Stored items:

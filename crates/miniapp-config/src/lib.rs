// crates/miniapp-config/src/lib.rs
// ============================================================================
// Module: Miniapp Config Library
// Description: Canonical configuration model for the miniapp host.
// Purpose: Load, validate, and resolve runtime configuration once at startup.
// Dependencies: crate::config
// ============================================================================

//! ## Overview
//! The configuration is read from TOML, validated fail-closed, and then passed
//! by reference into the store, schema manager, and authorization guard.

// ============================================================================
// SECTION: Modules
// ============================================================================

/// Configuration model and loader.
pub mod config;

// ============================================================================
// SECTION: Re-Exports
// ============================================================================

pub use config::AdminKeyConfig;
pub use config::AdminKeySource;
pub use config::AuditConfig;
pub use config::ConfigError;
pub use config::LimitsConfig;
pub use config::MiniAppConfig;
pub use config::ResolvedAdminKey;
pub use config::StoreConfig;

Problem
Each of the entries must be set down again exactly.

Written answer
filename crates/miniapp-config/src/lib.rs
// crates/miniapp-config/src/lib.rs
// ============================================================================
// Module: Miniapp Config Library
// Description: Canonical configuration model for the miniapp host.
// Purpose: Load, validate, and resolve runtime configuration once at startup.
// Dependencies: crate::config
// ============================================================================

//! ## Overview
//! The configuration is read from TOML, validated fail-closed, and then passed
//! by reference into the store, schema manager, and authorization guard.

// ============================================================================
// SECTION: Modules
// ============================================================================

/// Configuration model and loader.
pub mod config;

// ============================================================================
// SECTION: Re-Exports
// ============================================================================

pub use config::AdminKeyConfig;
pub use config::AdminKeySource;
pub use config::AuditConfig;
pub use config::ConfigError;
pub use config::LimitsConfig;
pub use config::MiniAppConfig;
pub use config::ResolvedAdminKey;
pub use config::StoreConfig;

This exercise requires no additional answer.